UBC Theses and Dissertations

UBC Theses Logo

UBC Theses and Dissertations

Modelling and simulation of interdependencies between the communication and information technology infrastructure and other critical infrastructures Abdur Rahman, Hafiz Md.


Critical infrastructures are the lifelines of modern societies. The Communication and Information Technology Infrastructure (CITI) provides the basic mechanisms for sharing control and decision-making information among different critical infrastructures. Failures in CITI, either due to an accident or malicious action can propagate to other infrastructures and degrade or disrupt their functionality. Conversely, failures in other infrastructures can also propagate to CITI and hence disrupt the operation of many of the interconnected systems.
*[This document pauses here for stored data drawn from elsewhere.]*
use std::collections::{HashMap, HashSet};
use std::sync::Arc;

use async_trait::async_trait;
use parking_lot::RwLock;

use super::{cosine_similarity, DocumentBatch, Metadata, QueryHit, StoreError, VectorStore};
use crate::embedding::Embedder;

struct Record {
    id: String,
    document: String,
    metadata: Metadata,
    embedding: Vec<f32>,
}

#[derive(Default)]
struct MemoryCollection {
    metadata: Metadata,
    records: Vec<Record>,
    ids: HashSet<String>,
}

/// Ephemeral in-process store. Contents live as long as the value does.
pub struct InMemoryStore {
    embedder: Arc<dyn Embedder>,
    collections: RwLock<HashMap<String, MemoryCollection>>,
}

impl InMemoryStore {
    pub fn new(embedder: Arc<dyn Embedder>) -> Self {
        Self {
            embedder,
            collections: RwLock::new(HashMap::new()),
        }
    }

    #[cfg(test)]
    pub fn collection_metadata(&self, name: &str) -> Option<Metadata> {
        self.collections.read().get(name).map(|c| c.metadata.clone())
    }
}

#[async_trait]
impl VectorStore for InMemoryStore {
    async fn create_collection(&self, name: &str, metadata: &Metadata) -> Result<(), StoreError> {
        let mut collections = self.collections.write();
        if collections.contains_key(name) {
            return Err(StoreError::CollectionExists(name.to_string()));
        }
        collections.insert(
            name.to_string(),
            MemoryCollection {
                metadata: metadata.clone(),
                ..Default::default()
            },
        );
        Ok(())
    }

    async fn delete_collection(&self, name: &str) -> Result<(), StoreError> {
        let removed = self
            .collections
            .write()
            .remove(name)
            .ok_or_else(|| StoreError::CollectionNotFound(name.to_string()))?;
        tracing::debug!(
            collection = name,
            records = removed.records.len(),
            metadata = ?removed.metadata,
            "Dropped collection"
        );
        Ok(())
    }

    async fn add(&self, collection: &str, batch: DocumentBatch) -> Result<(), StoreError> {
        batch.validate(collection)?;

        {
            let collections = self.collections.read();
            let existing = collections
                .get(collection)
                .ok_or_else(|| StoreError::CollectionNotFound(collection.to_string()))?;
            if let Some(id) = batch.ids.iter().find(|id| existing.ids.contains(*id)) {
                return Err(StoreError::DuplicateId {
                    collection: collection.to_string(),
                    id: id.clone(),
                });
            }
        }

        if batch.is_empty() {
            return Ok(());
        }

        // embed outside the lock
        let embeddings = self.embedder.embed(&batch.documents)?;
        if embeddings.len() != batch.len() {
            return Err(crate::embedding::EmbedError::CountMismatch {
                expected: batch.len(),
                actual: embeddings.len(),
            }
            .into());
        }

        let mut collections = self.collections.write();
        let target = collections
            .get_mut(collection)
            .ok_or_else(|| StoreError::CollectionNotFound(collection.to_string()))?;
        // re-check: the collection may have changed while embedding
        if let Some(id) = batch.ids.iter().find(|id| target.ids.contains(*id)) {
            return Err(StoreError::DuplicateId {
                collection: collection.to_string(),
                id: id.clone(),
            });
        }

        let DocumentBatch {
            ids,
            documents,
            metadatas,
        } = batch;
        for (((id, document), metadata), embedding) in ids
            .into_iter()
            .zip(documents)
            .zip(metadatas)
            .zip(embeddings)
        {
            target.ids.insert(id.clone());
            target.records.push(Record {
                id,
                document,
                metadata,
                embedding,
            });
        }
        tracing::debug!(collection, total = target.records.len(), "Batch stored");

        Ok(())
    }

    async fn query(
        &self,
        collection: &str,
        query_text: &str,
        n_results: usize,
    ) -> Result<Vec<QueryHit>, StoreError> {
        if !self.collections.read().contains_key(collection) {
            return Err(StoreError::CollectionNotFound(collection.to_string()));
        }

        let embedding = self.embedder.embed_query(query_text)?;

        let collections = self.collections.read();
        let target = collections
            .get(collection)
            .ok_or_else(|| StoreError::CollectionNotFound(collection.to_string()))?;

        let mut scored: Vec<(&Record, f32)> = target
            .records
            .iter()
            .map(|record| (record, cosine_similarity(&record.embedding, &embedding)))
            .collect();
        scored.sort_by(|a, b| b.1.total_cmp(&a.1));

        Ok(scored
            .into_iter()
            .take(n_results)
            .map(|(record, similarity)| QueryHit {
                id: record.id.clone(),
                document: record.document.clone(),
                metadata: record.metadata.clone(),
                distance: 1.0 - similarity,
            })
            .collect())
    }

    async fn count(&self, collection: &str) -> Result<usize, StoreError> {
        self.collections
            .read()
            .get(collection)
            .map(|c| c.records.len())
            .ok_or_else(|| StoreError::CollectionNotFound(collection.to_string()))
    }
}

#[cfg(test)]
mod tests {
    use super::*;
    use crate::embedding::HashEmbedder;
    use crate::store::MetadataValue;

    fn store() -> InMemoryStore {
        InMemoryStore::new(Arc::new(HashEmbedder::new(128)))
    }

    fn batch(entries: &[(&str, &str)]) -> DocumentBatch {
        let mut batch = DocumentBatch::default();
        for (id, text) in entries {
            let mut metadata = Metadata::new();
            metadata.insert("name".into(), MetadataValue::from(*text));
            batch.push(id.to_string(), text.to_string(), metadata);
        }
        batch
    }

    #[tokio::test]
    async fn test_delete_missing_collection_is_not_found() {
        let store = store();
        let err = store.delete_collection("nope").await.unwrap_err();
        assert!(matches!(err, StoreError::CollectionNotFound(name) if name == "nope"));
    }

    #[tokio::test]
    async fn test_create_twice_fails() {
        let store = store();
        let mut metadata = Metadata::new();
        metadata.insert("description".into(), MetadataValue::from("test"));
        store.create_collection("c", &metadata).await.unwrap();
        assert_eq!(store.collection_metadata("c"), Some(metadata));
        let err = store.create_collection("c", &Metadata::new()).await.unwrap_err();
        assert!(matches!(err, StoreError::CollectionExists(_)));

        store.delete_collection("c").await.unwrap();
        assert!(store.create_collection("c", &Metadata::new()).await.is_ok());
    }

    #[tokio::test]
    async fn test_add_and_count() {
        let store = store();
        store.create_collection("c", &Metadata::new()).await.unwrap();
        store
            .add("c", batch(&[("p1", "red dress"), ("p2", "blue jeans")]))
            .await
            .unwrap();
        assert_eq!(store.count("c").await.unwrap(), 2);
    }

    #[tokio::test]
    async fn test_duplicate_batch_inserts_nothing() {
        let store = store();
        store.create_collection("c", &Metadata::new()).await.unwrap();
        let err = store
            .add("c", batch(&[("p1", "red dress"), ("p1", "blue jeans")]))
            .await
            .unwrap_err();
        assert!(matches!(err, StoreError::DuplicateId { .. }));
        assert_eq!(store.count("c").await.unwrap(), 0);
    }

    #[tokio::test]
    async fn test_add_existing_id_rejected() {
        let store = store();
        store.create_collection("c", &Metadata::new()).await.unwrap();
        store.add("c", batch(&[("p1", "red dress")])).await.unwrap();
        let err = store
            .add("c", batch(&[("p2", "coat"), ("p1", "again")]))
            .await
            .unwrap_err();
        assert!(matches!(err, StoreError::DuplicateId { id, .. } if id == "p1"));
        assert_eq!(store.count("c").await.unwrap(), 1);
    }

    #[tokio::test]
    async fn test_add_to_missing_collection() {
        let store = store();
        let err = store.add("c", batch(&[("p1", "x")])).await.unwrap_err();
        assert!(matches!(err, StoreError::CollectionNotFound(_)));
    }

    #[tokio::test]
    async fn test_query_orders_by_distance() {
        let store = store();
        store.create_collection("c", &Metadata::new()).await.unwrap();
        store
            .add(
                "c",
                batch(&[
                    ("p1", "wool winter coat"),
                    ("p2", "red summer dress"),
                    ("p3", "leather belt"),
                ]),
            )
            .await
            .unwrap();

        let hits = store.query("c", "red summer dress", 2).await.unwrap();
        assert_eq!(hits.len(), 2);
        assert_eq!(hits[0].id, "p2");
        assert_eq!(hits[0].document, "red summer dress");
        assert_eq!(hits[0].metadata["name"], MetadataValue::from("red summer dress"));
        assert!(hits[0].distance.abs() < 1e-5);
        assert!(hits[0].distance <= hits[1].distance);
    }

    #[tokio::test]
    async fn test_query_empty_collection() {
        let store = store();
        store.create_collection("c", &Metadata::new()).await.unwrap();
        store.add("c", DocumentBatch::default()).await.unwrap();
        assert_eq!(store.count("c").await.unwrap(), 0);
        assert!(store.query("c", "赤い服", 3).await.unwrap().is_empty());
    }

    #[tokio::test]
    async fn test_query_more_than_stored() {
        let store = store();
        store.create_collection("c", &Metadata::new()).await.unwrap();
        store.add("c", batch(&[("p1", "a b c")])).await.unwrap();
        assert_eq!(store.query("c", "a", 10).await.unwrap().len(), 1);
    }
}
For reliable and consistent operation of critical infrastructure networks, it is important to have tools and techniques to model and simulate CITI related interdependencies. This research is focusing on developing such methods and tools for CITI interdependency modelling and simulation. Our approach is based on system engineering techniques, where critical infrastructures are viewed as a system of systems. Interdependencies between different system components are captured using precise mathematical functions. As such, our approach goes beyond the limitations of agent-based modelling and simulation paradigms, where interdependencies are considered an emergent behavior. In this research, we have used predictive modelling techniques commonly used in power systems, data communication networks and information systems. The approach is based on results from real CITI interdependency related data. In our model, we used these data to identify the origin of different types of CITI failure and their impacts on critical infrastructures. Following that, we developed techniques to estimate interdependencies between CITI and other critical infrastructures. Finally, we developed techniques to simulate CITI interdependencies in a critical infrastructures simulator. The simulation results were validated against real-life failure cases. Our approach gives a comprehensive solution to CITI interdependency modelling and simulation problems and hence is an important step in the critical infrastructure related research. Even though our techniques are developed for CITI interdependency, they will be useful for other critical infrastructure networks as well.